- [Assignment]
Scan the data below and report how many lines include the word "ExitCode". Nothing else is wanted.

- [Input]
==*==

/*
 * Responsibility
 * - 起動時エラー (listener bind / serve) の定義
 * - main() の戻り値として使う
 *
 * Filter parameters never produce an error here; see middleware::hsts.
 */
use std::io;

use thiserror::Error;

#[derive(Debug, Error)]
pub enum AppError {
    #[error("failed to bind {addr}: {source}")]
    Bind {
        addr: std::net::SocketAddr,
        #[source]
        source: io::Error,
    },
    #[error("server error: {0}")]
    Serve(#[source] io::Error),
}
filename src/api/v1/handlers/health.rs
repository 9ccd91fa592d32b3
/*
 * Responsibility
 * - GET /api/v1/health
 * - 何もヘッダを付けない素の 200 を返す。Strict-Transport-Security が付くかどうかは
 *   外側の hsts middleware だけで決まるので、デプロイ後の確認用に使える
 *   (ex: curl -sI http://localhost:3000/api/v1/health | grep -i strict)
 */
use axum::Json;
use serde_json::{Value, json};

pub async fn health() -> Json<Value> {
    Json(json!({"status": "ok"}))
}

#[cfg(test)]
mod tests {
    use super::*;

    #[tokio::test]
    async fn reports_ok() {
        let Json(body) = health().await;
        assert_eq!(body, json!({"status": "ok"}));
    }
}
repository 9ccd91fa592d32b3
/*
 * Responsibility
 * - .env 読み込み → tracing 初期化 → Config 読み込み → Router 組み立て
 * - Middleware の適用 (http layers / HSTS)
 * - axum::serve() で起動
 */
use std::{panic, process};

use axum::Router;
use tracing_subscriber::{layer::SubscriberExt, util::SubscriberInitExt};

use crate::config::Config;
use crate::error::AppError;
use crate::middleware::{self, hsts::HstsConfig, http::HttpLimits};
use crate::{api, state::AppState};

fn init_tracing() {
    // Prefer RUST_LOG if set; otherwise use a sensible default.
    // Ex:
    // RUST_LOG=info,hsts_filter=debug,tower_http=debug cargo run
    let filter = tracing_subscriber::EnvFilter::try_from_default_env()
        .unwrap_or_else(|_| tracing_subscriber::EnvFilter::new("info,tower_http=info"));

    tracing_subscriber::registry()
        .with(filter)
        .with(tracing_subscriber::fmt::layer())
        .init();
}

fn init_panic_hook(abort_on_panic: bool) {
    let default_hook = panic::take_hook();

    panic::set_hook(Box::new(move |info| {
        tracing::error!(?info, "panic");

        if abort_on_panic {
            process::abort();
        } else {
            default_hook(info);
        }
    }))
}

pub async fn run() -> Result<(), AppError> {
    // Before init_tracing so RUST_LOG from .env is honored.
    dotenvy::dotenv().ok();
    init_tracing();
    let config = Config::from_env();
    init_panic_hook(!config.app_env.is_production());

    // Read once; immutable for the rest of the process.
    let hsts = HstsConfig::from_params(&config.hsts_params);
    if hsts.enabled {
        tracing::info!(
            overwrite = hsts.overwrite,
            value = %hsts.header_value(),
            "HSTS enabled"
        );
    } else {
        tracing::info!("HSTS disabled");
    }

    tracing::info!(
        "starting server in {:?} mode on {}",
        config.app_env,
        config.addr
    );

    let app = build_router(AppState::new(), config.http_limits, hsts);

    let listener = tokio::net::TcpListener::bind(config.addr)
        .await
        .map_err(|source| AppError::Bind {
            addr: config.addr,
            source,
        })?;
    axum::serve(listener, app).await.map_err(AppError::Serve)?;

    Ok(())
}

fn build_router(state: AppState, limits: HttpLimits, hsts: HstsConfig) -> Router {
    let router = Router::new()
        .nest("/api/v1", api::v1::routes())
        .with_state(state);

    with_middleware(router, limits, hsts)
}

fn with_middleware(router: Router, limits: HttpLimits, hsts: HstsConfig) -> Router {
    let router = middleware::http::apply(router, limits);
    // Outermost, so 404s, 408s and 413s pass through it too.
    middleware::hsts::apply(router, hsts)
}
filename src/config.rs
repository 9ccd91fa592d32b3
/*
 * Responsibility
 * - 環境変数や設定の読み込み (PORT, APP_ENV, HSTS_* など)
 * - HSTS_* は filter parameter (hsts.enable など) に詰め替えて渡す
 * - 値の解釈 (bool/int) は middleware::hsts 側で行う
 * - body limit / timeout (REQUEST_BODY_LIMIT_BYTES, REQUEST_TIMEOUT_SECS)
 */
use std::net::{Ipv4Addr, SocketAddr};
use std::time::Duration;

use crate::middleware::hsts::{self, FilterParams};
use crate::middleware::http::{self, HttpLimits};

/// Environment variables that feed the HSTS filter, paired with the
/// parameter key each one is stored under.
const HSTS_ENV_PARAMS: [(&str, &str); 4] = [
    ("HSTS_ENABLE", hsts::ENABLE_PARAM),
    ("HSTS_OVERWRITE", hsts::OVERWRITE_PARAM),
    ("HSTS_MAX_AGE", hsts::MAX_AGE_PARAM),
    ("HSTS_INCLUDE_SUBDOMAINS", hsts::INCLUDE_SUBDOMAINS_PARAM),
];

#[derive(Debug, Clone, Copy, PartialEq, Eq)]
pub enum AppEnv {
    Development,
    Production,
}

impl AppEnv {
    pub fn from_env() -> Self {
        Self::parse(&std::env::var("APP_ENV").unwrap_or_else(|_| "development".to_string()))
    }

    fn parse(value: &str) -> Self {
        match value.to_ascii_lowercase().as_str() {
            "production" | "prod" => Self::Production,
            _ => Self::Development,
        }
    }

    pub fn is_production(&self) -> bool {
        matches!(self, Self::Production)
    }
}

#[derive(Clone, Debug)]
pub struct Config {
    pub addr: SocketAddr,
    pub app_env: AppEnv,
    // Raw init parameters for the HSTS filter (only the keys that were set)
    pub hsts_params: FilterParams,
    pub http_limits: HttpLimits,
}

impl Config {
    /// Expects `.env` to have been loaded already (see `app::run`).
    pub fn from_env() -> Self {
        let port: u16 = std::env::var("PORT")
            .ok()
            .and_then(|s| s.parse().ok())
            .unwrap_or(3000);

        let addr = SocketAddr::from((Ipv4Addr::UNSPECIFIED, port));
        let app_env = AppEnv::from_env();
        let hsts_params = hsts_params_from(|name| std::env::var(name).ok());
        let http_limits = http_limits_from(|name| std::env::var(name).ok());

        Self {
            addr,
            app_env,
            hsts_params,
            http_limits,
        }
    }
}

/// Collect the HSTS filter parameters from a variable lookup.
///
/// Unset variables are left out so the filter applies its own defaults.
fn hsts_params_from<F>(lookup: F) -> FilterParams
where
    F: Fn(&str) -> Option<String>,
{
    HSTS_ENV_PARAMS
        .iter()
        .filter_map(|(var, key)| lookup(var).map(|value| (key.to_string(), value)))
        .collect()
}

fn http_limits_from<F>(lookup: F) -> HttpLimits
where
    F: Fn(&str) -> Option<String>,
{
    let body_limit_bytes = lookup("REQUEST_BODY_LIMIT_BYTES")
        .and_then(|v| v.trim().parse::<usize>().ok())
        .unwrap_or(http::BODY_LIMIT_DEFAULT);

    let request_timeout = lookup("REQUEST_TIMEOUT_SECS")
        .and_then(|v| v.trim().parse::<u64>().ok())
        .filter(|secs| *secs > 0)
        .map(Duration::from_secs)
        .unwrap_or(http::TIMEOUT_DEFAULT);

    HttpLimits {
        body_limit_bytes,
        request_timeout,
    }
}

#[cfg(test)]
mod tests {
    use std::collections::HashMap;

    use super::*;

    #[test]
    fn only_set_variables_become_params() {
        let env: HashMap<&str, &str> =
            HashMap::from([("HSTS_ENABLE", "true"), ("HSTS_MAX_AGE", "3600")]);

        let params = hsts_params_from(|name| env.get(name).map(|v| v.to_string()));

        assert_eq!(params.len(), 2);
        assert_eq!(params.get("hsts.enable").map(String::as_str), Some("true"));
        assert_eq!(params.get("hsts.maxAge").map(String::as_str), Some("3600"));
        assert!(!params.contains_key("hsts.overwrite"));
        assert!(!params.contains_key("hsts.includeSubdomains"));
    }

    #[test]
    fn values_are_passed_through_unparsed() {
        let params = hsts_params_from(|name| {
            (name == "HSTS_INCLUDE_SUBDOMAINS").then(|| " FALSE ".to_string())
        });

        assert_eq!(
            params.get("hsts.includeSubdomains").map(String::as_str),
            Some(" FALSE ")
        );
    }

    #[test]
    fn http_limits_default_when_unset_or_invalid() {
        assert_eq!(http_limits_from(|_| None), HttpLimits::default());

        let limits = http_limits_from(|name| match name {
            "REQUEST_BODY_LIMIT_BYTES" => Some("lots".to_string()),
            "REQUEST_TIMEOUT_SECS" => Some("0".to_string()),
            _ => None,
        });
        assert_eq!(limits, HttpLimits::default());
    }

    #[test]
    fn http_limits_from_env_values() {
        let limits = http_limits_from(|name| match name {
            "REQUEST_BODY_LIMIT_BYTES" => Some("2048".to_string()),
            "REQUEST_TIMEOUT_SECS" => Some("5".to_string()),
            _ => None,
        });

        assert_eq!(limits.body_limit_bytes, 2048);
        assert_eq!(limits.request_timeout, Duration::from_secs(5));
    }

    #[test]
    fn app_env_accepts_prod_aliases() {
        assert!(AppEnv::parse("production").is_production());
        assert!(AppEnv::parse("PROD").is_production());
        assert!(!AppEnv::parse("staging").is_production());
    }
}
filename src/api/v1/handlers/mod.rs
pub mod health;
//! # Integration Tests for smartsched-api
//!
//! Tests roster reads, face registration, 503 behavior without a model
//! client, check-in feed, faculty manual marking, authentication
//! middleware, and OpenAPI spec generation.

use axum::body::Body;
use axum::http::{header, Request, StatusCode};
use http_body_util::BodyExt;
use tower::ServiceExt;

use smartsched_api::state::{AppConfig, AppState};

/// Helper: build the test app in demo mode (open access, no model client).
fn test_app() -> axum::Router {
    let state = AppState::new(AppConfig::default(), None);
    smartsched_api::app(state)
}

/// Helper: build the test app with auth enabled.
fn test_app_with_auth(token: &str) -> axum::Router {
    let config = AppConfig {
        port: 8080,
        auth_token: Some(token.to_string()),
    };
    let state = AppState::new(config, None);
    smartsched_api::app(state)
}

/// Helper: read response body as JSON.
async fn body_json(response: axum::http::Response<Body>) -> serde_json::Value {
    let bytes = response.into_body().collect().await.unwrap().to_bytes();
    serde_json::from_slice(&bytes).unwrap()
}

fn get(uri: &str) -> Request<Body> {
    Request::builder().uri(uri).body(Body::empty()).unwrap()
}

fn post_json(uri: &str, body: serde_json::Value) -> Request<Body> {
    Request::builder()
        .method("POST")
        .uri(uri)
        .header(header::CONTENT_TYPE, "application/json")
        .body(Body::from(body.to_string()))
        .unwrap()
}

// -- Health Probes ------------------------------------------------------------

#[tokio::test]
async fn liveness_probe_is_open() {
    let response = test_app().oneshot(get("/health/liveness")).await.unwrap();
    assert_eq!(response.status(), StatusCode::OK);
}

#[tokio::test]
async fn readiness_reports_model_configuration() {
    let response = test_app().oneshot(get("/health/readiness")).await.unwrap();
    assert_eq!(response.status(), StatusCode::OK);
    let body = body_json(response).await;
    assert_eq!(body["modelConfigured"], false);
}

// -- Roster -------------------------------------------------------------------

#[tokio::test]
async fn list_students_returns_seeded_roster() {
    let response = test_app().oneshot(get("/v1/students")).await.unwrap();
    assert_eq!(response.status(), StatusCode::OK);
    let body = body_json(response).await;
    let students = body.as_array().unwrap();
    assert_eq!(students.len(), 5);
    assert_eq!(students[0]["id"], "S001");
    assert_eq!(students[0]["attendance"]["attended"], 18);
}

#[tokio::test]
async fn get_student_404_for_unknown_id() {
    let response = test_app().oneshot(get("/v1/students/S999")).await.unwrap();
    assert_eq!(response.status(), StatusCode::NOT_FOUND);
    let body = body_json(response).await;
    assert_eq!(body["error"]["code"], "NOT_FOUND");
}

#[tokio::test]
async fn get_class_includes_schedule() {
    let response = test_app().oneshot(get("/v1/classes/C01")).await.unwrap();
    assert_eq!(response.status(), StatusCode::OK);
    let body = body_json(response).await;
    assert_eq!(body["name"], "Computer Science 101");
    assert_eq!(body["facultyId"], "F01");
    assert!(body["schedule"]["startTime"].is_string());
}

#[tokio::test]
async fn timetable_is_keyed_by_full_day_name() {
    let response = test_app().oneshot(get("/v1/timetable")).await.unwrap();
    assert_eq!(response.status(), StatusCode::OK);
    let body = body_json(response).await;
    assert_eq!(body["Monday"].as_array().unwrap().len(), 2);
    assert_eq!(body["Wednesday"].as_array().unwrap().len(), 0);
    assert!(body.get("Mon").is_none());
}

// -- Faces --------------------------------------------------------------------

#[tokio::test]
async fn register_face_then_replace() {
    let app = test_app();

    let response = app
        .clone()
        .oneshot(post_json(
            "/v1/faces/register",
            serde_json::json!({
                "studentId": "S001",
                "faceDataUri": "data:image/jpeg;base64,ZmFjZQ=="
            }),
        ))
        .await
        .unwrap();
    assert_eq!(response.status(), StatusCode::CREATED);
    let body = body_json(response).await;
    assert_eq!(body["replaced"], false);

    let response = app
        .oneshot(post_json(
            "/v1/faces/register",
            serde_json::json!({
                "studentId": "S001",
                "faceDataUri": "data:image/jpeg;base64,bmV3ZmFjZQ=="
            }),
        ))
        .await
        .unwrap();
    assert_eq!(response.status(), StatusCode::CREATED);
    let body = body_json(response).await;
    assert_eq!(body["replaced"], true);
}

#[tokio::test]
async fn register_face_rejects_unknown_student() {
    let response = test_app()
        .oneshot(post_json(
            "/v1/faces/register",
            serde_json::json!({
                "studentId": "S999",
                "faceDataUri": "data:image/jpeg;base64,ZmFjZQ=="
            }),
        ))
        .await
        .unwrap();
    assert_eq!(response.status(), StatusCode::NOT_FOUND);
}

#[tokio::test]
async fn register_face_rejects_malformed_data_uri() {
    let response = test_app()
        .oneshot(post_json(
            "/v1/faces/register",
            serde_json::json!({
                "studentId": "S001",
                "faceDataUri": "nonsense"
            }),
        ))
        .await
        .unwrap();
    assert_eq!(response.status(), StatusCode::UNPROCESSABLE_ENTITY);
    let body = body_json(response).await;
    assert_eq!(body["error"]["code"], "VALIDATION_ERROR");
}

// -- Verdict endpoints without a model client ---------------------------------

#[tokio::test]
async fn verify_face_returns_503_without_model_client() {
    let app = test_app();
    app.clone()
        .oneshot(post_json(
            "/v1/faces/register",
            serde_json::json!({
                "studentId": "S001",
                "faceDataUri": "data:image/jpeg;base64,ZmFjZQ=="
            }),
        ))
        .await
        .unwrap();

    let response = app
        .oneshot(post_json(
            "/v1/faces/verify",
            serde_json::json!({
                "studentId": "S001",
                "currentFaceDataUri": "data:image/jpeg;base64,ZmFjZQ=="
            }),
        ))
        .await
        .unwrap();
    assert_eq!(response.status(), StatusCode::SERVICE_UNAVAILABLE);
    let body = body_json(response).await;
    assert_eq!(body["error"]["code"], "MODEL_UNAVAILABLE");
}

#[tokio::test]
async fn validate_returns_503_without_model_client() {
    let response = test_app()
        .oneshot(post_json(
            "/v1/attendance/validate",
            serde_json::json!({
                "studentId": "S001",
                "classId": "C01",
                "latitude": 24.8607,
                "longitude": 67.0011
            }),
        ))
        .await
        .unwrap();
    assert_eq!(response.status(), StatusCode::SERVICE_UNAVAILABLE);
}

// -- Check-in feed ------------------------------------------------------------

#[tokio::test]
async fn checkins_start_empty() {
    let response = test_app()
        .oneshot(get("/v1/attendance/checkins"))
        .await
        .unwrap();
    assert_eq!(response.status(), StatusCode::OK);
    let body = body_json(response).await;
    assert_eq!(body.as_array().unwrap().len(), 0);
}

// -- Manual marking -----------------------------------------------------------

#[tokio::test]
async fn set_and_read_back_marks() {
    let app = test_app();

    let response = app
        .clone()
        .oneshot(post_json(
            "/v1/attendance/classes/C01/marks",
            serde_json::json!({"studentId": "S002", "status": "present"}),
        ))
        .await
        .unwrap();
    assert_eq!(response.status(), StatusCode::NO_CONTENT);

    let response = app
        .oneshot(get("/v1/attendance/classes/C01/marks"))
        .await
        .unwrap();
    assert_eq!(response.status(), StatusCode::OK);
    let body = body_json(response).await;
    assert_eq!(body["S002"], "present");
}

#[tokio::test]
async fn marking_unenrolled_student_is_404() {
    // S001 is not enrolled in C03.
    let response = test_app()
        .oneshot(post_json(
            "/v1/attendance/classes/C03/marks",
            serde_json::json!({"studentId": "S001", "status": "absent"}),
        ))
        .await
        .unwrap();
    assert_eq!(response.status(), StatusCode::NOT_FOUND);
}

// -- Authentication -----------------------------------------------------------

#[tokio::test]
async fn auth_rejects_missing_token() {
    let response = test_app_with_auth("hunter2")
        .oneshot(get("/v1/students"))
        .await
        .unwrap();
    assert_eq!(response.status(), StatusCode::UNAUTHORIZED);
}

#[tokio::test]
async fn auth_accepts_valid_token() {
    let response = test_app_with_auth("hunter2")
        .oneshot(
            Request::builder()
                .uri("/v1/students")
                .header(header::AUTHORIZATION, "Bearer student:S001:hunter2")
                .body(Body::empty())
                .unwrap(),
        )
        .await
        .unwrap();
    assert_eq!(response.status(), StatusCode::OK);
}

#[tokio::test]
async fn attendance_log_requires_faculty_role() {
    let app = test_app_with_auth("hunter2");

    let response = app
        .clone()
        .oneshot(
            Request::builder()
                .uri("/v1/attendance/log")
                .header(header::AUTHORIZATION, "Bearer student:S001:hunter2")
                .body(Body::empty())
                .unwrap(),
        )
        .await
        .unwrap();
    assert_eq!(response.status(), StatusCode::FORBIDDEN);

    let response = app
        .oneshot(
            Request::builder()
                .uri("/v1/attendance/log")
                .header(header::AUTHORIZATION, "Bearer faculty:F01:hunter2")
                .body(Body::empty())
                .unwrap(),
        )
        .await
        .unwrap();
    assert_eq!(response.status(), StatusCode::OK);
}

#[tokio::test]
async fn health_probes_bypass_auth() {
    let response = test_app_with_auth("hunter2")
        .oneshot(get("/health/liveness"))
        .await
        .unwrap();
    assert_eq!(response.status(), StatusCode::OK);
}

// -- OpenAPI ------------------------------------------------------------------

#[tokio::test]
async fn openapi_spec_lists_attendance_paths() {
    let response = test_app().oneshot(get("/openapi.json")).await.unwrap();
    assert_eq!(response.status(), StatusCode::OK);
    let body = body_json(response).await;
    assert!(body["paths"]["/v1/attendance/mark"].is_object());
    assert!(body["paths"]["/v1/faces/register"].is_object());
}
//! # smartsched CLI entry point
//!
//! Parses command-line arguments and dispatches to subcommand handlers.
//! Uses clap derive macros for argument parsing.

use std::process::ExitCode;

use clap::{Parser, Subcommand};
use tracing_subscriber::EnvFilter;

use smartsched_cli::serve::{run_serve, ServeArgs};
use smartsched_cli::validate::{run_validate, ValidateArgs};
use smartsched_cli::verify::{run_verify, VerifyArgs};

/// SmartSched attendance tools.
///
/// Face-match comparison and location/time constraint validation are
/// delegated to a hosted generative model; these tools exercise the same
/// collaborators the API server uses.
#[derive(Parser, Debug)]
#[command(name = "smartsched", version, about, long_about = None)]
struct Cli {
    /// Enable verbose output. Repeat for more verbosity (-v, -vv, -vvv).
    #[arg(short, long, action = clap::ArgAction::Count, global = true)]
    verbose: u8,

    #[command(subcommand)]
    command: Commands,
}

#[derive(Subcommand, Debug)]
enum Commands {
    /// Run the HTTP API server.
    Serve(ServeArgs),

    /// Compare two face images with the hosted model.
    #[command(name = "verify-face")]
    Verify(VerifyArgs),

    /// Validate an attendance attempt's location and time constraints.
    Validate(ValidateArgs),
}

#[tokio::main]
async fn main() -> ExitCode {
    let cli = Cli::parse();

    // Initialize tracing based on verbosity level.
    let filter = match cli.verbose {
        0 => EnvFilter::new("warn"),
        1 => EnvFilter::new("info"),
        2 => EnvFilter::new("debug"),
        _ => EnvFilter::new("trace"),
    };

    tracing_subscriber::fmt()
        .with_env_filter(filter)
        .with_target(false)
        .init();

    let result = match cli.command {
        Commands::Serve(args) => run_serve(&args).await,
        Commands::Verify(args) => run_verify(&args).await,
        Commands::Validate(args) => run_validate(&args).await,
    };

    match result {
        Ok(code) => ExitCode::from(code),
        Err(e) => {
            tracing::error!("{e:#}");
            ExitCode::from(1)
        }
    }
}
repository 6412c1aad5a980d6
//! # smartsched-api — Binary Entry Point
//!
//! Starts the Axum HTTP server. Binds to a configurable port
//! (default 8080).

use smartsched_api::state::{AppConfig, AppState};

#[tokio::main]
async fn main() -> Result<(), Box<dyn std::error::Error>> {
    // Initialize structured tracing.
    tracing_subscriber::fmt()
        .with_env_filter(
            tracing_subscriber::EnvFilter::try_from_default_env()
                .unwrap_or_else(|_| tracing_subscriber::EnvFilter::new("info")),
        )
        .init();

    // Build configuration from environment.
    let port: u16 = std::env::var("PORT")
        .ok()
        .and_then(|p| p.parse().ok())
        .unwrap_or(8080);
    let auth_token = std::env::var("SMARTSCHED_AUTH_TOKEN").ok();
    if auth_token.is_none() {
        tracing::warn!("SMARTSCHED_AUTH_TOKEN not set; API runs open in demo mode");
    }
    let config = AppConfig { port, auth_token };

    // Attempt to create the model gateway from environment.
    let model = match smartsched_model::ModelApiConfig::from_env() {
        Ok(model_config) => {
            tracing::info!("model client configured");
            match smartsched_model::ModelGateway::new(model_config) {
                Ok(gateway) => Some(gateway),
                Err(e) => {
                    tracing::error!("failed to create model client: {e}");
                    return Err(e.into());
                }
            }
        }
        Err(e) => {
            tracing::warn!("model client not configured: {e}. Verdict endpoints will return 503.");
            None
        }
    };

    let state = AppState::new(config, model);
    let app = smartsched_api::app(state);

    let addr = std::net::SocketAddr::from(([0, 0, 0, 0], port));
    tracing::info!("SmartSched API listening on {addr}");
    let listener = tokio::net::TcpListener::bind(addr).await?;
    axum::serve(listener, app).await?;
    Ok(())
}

==*==

- [Task result]
4